Tower of David
STRONGHOLDS & STRATEGIES
©2003 by Gene Brooks  HOME
Full 4 hour audio teaching on Strongholds from the notes below


Four Questions
What is a Stronghold?
How do you Handle a Stronghold?
How are Strongholds Built or Demolished?
What are Some Strategies for Tearing Down and Building?


1.  What is a Stronghold?
2 Corinthians 10:3-5   Spiritual Boarding House

Strongholds Can Be Holy or Wicked
Holy: Psalm 18:2; 27:1; 43:2; 2 Samuel 22:3; Joel 3:16.  Wicked:  Micah 5:10-15

 Not a demon or group of demons
 Not sin or iniquity
 Explains how Christians can be demonized

TEMPLE - FORTRESSES
 In 2 Corinthians 10:4:  µ (ochurma) “fortified place” “It is possible that Paul is referring to the Tower of Babel.”  —  Gerhard Kittel TDNT, V, 591
 
“Often a temple within a city was the city’s highest point and its stronghold”   —  Dictionary of Biblical Imagery, 822

 cf.
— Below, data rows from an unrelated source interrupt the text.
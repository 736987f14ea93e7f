//! OLT Dashboard - live view of a fiber access network
//!
//! Polls an OLT management backend for ONU and OLT lists, keeps a filtered
//! and paginated window per list, follows a traffic feed, and serves it all
//! as a small web dashboard.

pub mod actions;
pub mod config;
pub mod dashboard;
pub mod error;
pub mod fetcher;
pub mod io;
pub mod normalize;
pub mod page;
pub mod poller;
pub mod query;
pub mod records;
pub mod state;
pub mod traffic;
pub mod view;

pub use config::{load_config, Config};
pub use error::{DashboardError, Result};

use std::net::SocketAddr;
use std::sync::Arc;
use std::time::{Duration, SystemTime, UNIX_EPOCH};

use tokio_util::sync::CancellationToken;

use crate::fetcher::RemoteFetcher;
use crate::io::{HttpClient, ReqwestHttpClient};
use crate::poller::Poller;
use crate::state::StateHandle;
use crate::traffic::{FeedConnector, TcpFeedConnector, TrafficFeed};

/// Milliseconds since the Unix epoch
pub fn current_epoch_ms() -> u64 {
    SystemTime::now()
        .duration_since(UNIX_EPOCH)
        .unwrap_or_default()
        .as_millis() as u64
}

/// Assembles a dashboard, with optional test doubles for its I/O seams
pub struct OltDashboardBuilder {
    config: Config,
    http: Option<Arc<dyn HttpClient>>,
    connector: Option<Box<dyn FeedConnector>>,
    cancel: Option<CancellationToken>,
}

impl OltDashboardBuilder {
    pub fn new(config: Config) -> Self {
        Self {
            config,
            http: None,
            connector: None,
            cancel: None,
        }
    }

    pub fn with_http_client(mut self, http: Arc<dyn HttpClient>) -> Self {
        self.http = Some(http);
        self
    }

    pub fn with_feed_connector(mut self, connector: Box<dyn FeedConnector>) -> Self {
        self.connector = Some(connector);
        self
    }

    pub fn with_cancellation_token(mut self, cancel: CancellationToken) -> Self {
        self.cancel = Some(cancel);
        self
    }

    pub fn build(self) -> Result<OltDashboard> {
        self.config.validate()?;

        let timeout = Duration::from_secs(self.config.backend.request_timeout_seconds.max(1));
        let http = match self.http {
            Some(http) => http,
            None => Arc::new(ReqwestHttpClient::with_timeout(timeout)?),
        };
        let fetcher = Arc::new(RemoteFetcher::new(&self.config.backend.base_url, http));
        let cancel = self.cancel.unwrap_or_default();
        let state = state::new_state_handle(&self.config);

        let poller = Poller::new(
            Arc::clone(&fetcher),
            &self.config,
            Arc::clone(&state),
            cancel.clone(),
        );

        let traffic = if self.config.traffic.enabled {
            let connector = self
                .connector
                .unwrap_or_else(|| Box::new(TcpFeedConnector::new(timeout)));
            Some(TrafficFeed::new(
                self.config.traffic.clone(),
                connector,
                Arc::clone(&state),
                cancel.clone(),
            ))
        } else {
            None
        };

        Ok(OltDashboard {
            config: self.config,
            state,
            fetcher,
            poller,
            traffic,
            cancel,
        })
    }
}

/// A fully wired dashboard service
pub struct OltDashboard {
    config: Config,
    state: StateHandle,
    fetcher: Arc<RemoteFetcher>,
    poller: Poller,
    traffic: Option<TrafficFeed>,
    cancel: CancellationToken,
}

impl OltDashboard {
    pub fn state(&self) -> StateHandle {
        Arc::clone(&self.state)
    }

    pub fn cancellation_token(&self) -> CancellationToken {
        self.cancel.clone()
    }

    /// Run until the cancellation token fires or ctrl-c is received
    pub async fn start(self) -> Result<()> {
        let cancel_for_signal = self.cancel.clone();
        tokio::spawn(async move {
            match tokio::signal::ctrl_c().await {
                Ok(()) => {
                    tracing::info!("Shutdown signal received");
                    cancel_for_signal.cancel();
                }
                Err(e) => tracing::error!("Failed to listen for ctrl-c: {}", e),
            }
        });

        if self.config.dashboard.enabled {
            let dashboard_port = self.config.dashboard.port;
            let router = dashboard::build_router(Arc::clone(&self.state), Arc::clone(&self.fetcher));
            let cancel_for_dashboard = self.cancel.clone();

            tokio::spawn(async move {
                let addr = SocketAddr::from(([0, 0, 0, 0], dashboard_port));
                tracing::info!("Dashboard listening on http://{}", addr);

                let listener = match tokio::net::TcpListener::bind(addr).await {
                    Ok(l) => l,
                    Err(e) => {
                        tracing::error!(
                            "Failed to bind dashboard to port {}: {}. Continuing without dashboard.",
                            dashboard_port,
                            e
                        );
                        return;
                    }
                };

                axum::serve(listener, router)
                    .with_graceful_shutdown(async move {
                        cancel_for_dashboard.cancelled().await;
                    })
                    .await
                    .ok();

                tracing::debug!("Dashboard stopped");
            });
        }

        let traffic_handle = self
            .traffic
            .map(|feed| tokio::spawn(async move { feed.run().await }));

        tracing::info!(
            "OLT dashboard started against {}",
            self.fetcher.base_url()
        );

        // Blocks until cancelled
        self.poller.run().await;

        if let Some(handle) = traffic_handle {
            let _ = handle.await;
        }
        tracing::info!("OLT dashboard stopped");

        Ok(())
    }
}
Judges 9:46: “the citizens . . . went into the stronghold of the temple”
 cf. Psalm 27: 2, 4-5: David calls God “the stronghold of my life” and pictures the stronghold as “the house of the LORD, . . . the shelter of his tabernacle . . . high upon a rock.” In Psalm 43:2-3: “your holy mountain . . . where you dwell.”

“It is obvious from the context of 1 Corinthians 10:4 that these strongholds are not demons or geographical locations* but psychic habitats.  It is from these “head nests” that Satan and his cohorts endeavor to manipulate our inner world.  The word arguments, often translated imaginations, is an interesting one.  Taken from the Greek word logismos, it is defined more precisely as ‘calculative reasonings over time’ (as opposed to random occasional thoughts).  This definition makes these arguments or imaginations look more like what they almost certainly are -- religious or philosophical systems.”     —  George Otis, Jr. Twilight Labyrinth, p. 281
 (*Footnote: “Places can be viewed as strongholds . . . where spiritual and cultural realities converge.”)
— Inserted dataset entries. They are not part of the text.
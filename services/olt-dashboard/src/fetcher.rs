//! Remote fetcher for the OLT management backend
//!
//! One call per request: no retries, no caching. The `force` flag is passed
//! through to the backend as `force=true` so it bypasses its own cache.

use std::sync::Arc;

use serde_json::Value;

use crate::io::HttpClient;
use crate::DashboardError;

/// Result of a POST action the backend accepted
#[derive(Debug, Clone, PartialEq)]
pub struct ActionOutcome {
    pub message: Option<String>,
    pub body: Value,
}

/// Issues requests against a configured backend origin
pub struct RemoteFetcher {
    base_url: String,
    http: Arc<dyn HttpClient>,
}

impl std::fmt::Debug for RemoteFetcher {
    fn fmt(&self, f: &mut std::fmt::Formatter<'_>) -> std::fmt::Result {
        f.debug_struct("RemoteFetcher")
            .field("base_url", &self.base_url)
            .finish()
    }
}

impl RemoteFetcher {
    pub fn new(base_url: &str, http: Arc<dyn HttpClient>) -> Self {
        Self {
            base_url: base_url.trim_end_matches('/').to_string(),
            http,
        }
    }

    pub fn base_url(&self) -> &str {
        &self.base_url
    }

    /// Build the full URL for `path`, adding `force=true` when requested
    pub fn url(&self, path: &str, force: bool) -> String {
        let path = path.trim_start_matches('/');
        let mut url = format!("{}/{}", self.base_url, path);
        if force {
            url.push(if url.contains('?') { '&' } else { '?' });
            url.push_str("force=true");
        }
        url
    }

    /// GET `path` and parse the body as JSON
    pub async fn fetch(&self, path: &str, force: bool) -> crate::Result<Value> {
        let url = self.url(path, force);
        let response = self.http.get(&url).await?;

        if !response.is_success() {
            tracing::debug!("GET {} returned status {}", url, response.status);
            return Err(DashboardError::Status {
                status: response.status,
                body: response.body,
            });
        }

        let value: Value = serde_json::from_str(&response.body)
            .map_err(|e| DashboardError::Malformed(format!("GET {}: {}", url, e)))?;

        // SmartOLT reports failures in-band with `status: false`
        if success_flag(&value) == Some(false) {
            return Err(DashboardError::Rejected(
                backend_message(&value)
                    .unwrap_or_else(|| "The backend could not refresh this list".to_string()),
            ));
        }
        Ok(value)
    }

    /// POST a JSON body to `path` and interpret the backend's success indicator
    pub async fn post(&self, path: &str, body: &Value) -> crate::Result<ActionOutcome> {
        let url = self.url(path, false);
        let response = self.http.post_json(&url, body).await?;

        let parsed: Option<Value> = serde_json::from_str(&response.body).ok();

        if !response.is_success() {
            // A JSON error body carries the backend's reason
            if let Some(message) = parsed.as_ref().and_then(backend_message) {
                return Err(DashboardError::Rejected(message));
            }
            return Err(DashboardError::Status {
                status: response.status,
                body: response.body,
            });
        }

        match parsed {
            Some(body) => interpret_action(body),
            None => Err(DashboardError::Malformed(format!(
                "POST {}: response is not JSON",
                url
            ))),
        }
    }
}

/// Decide whether an action response body reports success
///
/// Looks for a boolean `status` or `success` at the top level, then under
/// `response`. Anything else is a rejection carrying the backend's message.
pub fn interpret_action(body: Value) -> crate::Result<ActionOutcome> {
    let succeeded = success_flag(&body)
        .or_else(|| body.get("response").and_then(success_flag))
        .unwrap_or(false);

    let message = backend_message(&body);
    if succeeded {
        Ok(ActionOutcome { message, body })
    } else {
        Err(DashboardError::Rejected(
            message.unwrap_or_else(|| "The backend rejected the request".to_string()),
        ))
    }
}

fn success_flag(value: &Value) -> Option<bool> {
    ["status", "success"]
        .iter()
        .find_map(|key| value.get(*key).and_then(Value::as_bool))
}

fn backend_message(value: &Value) -> Option<String> {
    let lookup = |v: &Value| {
        ["message", "error"].iter().find_map(|key| {
            v.get(*key)
                .and_then(Value::as_str)
                .map(str::trim)
                .filter(|s| !s.is_empty())
                .map(str::to_string)
        })
    };
    lookup(value).or_else(|| value.get("response").and_then(lookup))
}
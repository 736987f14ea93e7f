//! Shared state for list views, OLT counters, and the traffic window

use std::sync::Arc;
use std::time::Instant;

use serde::Serialize;
use tokio::sync::RwLock;

use crate::config::Config;
use crate::records::OltStats;
use crate::traffic::TrafficWindow;
use crate::view::{build_view, ViewModel};

/// Summary counters and whether they are current
#[derive(Debug, Clone, Default, Serialize)]
pub struct StatsStatus {
    pub stats: OltStats,
    pub last_updated_epoch_ms: Option<u64>,
    pub error: Option<String>,
}

/// Shared state accessible by the poller, traffic feed, and dashboard
#[derive(Debug)]
pub struct SharedState {
    pub views: Vec<Box<dyn ViewModel>>,
    pub stats: StatsStatus,
    pub traffic: TrafficWindow,
    pub started_at: Instant,
}

impl SharedState {
    pub fn new(views: Vec<Box<dyn ViewModel>>, traffic_window_size: usize) -> Self {
        Self {
            views,
            stats: StatsStatus::default(),
            traffic: TrafficWindow::new(traffic_window_size),
            started_at: Instant::now(),
        }
    }

    pub fn from_config(config: &Config) -> Self {
        let views = config.views.iter().map(build_view).collect();
        Self::new(views, config.traffic.window_size)
    }

    pub fn view(&self, name: &str) -> Option<&dyn ViewModel> {
        self.views
            .iter()
            .find(|v| v.name() == name)
            .map(|v| &**v)
    }

    pub fn view_mut(&mut self, name: &str) -> Option<&mut Box<dyn ViewModel>> {
        self.views.iter_mut().find(|v| v.name() == name)
    }

    pub fn view_names(&self) -> Vec<String> {
        self.views.iter().map(|v| v.name().to_string()).collect()
    }

    /// Record a successful stats poll
    pub fn update_stats(&mut self, stats: OltStats, now_ms: u64) {
        self.stats.stats = stats;
        self.stats.last_updated_epoch_ms = Some(now_ms);
        self.stats.error = None;
    }

    /// Record a failed stats poll; the last counters stay visible
    pub fn stats_failed(&mut self, message: String) {
        self.stats.error = Some(message);
    }
}

/// Thread-safe shared state handle
pub type StateHandle = Arc<RwLock<SharedState>>;

pub fn new_state_handle(config: &Config) -> StateHandle {
    Arc::new(RwLock::new(SharedState::from_config(config)))
}
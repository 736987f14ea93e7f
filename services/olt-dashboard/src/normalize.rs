//! Response normalization
//!
//! The backend wraps list payloads in several shapes depending on the
//! endpoint and on whether SmartOLT answered directly or through the proxy.
//! Extractors are tried in a fixed order and the first non-empty array wins.

use serde_json::Value;

use crate::records::Record;

/// Default shown for a descriptive field the backend left out
pub const PLACEHOLDER: &str = "-";

/// A single payload shape the normalizer understands
#[derive(Debug, Clone, Copy, PartialEq, Eq)]
pub enum PayloadShape {
    /// `{"response": {"<collection>": [...]}}`
    NestedCollection,
    /// `{"<collection>": [...]}`
    Collection,
    /// `{"data": [...]}`
    Data,
    /// `{"response": [...]}`
    ResponseArray,
    /// `[...]`
    BareArray,
}

/// Extraction order; earlier shapes take precedence
pub const EXTRACTION_ORDER: [PayloadShape; 5] = [
    PayloadShape::NestedCollection,
    PayloadShape::Collection,
    PayloadShape::Data,
    PayloadShape::ResponseArray,
    PayloadShape::BareArray,
];

impl PayloadShape {
    /// Return the items array if `payload` has this shape
    pub fn extract<'a>(&self, payload: &'a Value, collection: &str) -> Option<&'a Vec<Value>> {
        match self {
            PayloadShape::NestedCollection => payload
                .get("response")
                .and_then(|r| r.get(collection))
                .and_then(Value::as_array),
            PayloadShape::Collection => payload.get(collection).and_then(Value::as_array),
            PayloadShape::Data => payload.get("data").and_then(Value::as_array),
            PayloadShape::ResponseArray => payload.get("response").and_then(Value::as_array),
            PayloadShape::BareArray => payload.as_array(),
        }
    }
}

/// Find the record array inside `payload`, or an empty slice when none matches
pub fn extract_items<'a>(payload: &'a Value, collection: &str) -> &'a [Value] {
    for shape in EXTRACTION_ORDER {
        if let Some(items) = shape.extract(payload, collection) {
            if !items.is_empty() {
                tracing::trace!("Extracted {} items via {:?}", items.len(), shape);
                return items;
            }
        }
    }
    &[]
}

/// Normalize a raw payload into canonical records
pub fn normalize<R: Record>(payload: &Value) -> Vec<R> {
    extract_items(payload, R::COLLECTION)
        .iter()
        .enumerate()
        .map(|(idx, item)| R::from_raw(idx + 1, item))
        .collect()
}

/// First non-empty primitive value among `keys`, rendered as text
///
/// Strings are trimmed; numbers and booleans are formatted. Objects, arrays
/// and nulls count as missing.
pub fn text(item: &Value, keys: &[&str]) -> Option<String> {
    keys.iter().find_map(|key| match item.get(*key)? {
        Value::String(s) if !s.trim().is_empty() => Some(s.trim().to_string()),
        Value::Number(n) => Some(n.to_string()),
        Value::Bool(b) => Some(b.to_string()),
        _ => None,
    })
}

/// Like [`text`] but substitutes `default` when every key is missing
pub fn text_or(item: &Value, keys: &[&str], default: &str) -> String {
    text(item, keys).unwrap_or_else(|| default.to_string())
}

/// Numeric field that may arrive as a number or a numeric string
pub fn count(item: &Value, key: &str) -> u64 {
    match item.get(key) {
        Some(Value::Number(n)) => n
            .as_u64()
            .or_else(|| n.as_f64().filter(|f| *f >= 0.0).map(|f| f as u64))
            .unwrap_or(0),
        Some(Value::String(s)) => s.trim().parse().unwrap_or(0),
        _ => 0,
    }
}

/// True for values that carry no information for matching or ranking
pub fn is_blank(value: &str) -> bool {
    let value = value.trim();
    value.is_empty() || value == PLACEHOLDER
}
 “And even if our gospel is veiled, it is veiled to the perishing.  The god of this age has blinded the mind of unbelievers, so that they cannot see the light of the gospel of the glory of Christ, who is the image of God.”   —  2 Corinthians 4:3-4

Definition of a Stronghold
Strongholds are habitations in the spirit realm built in the mind and can be described as mindsets, attitudes, thinking patterns, and some elements of worldview formed through consistent willful sin, iniquity, or alternately, acts of obedience to God.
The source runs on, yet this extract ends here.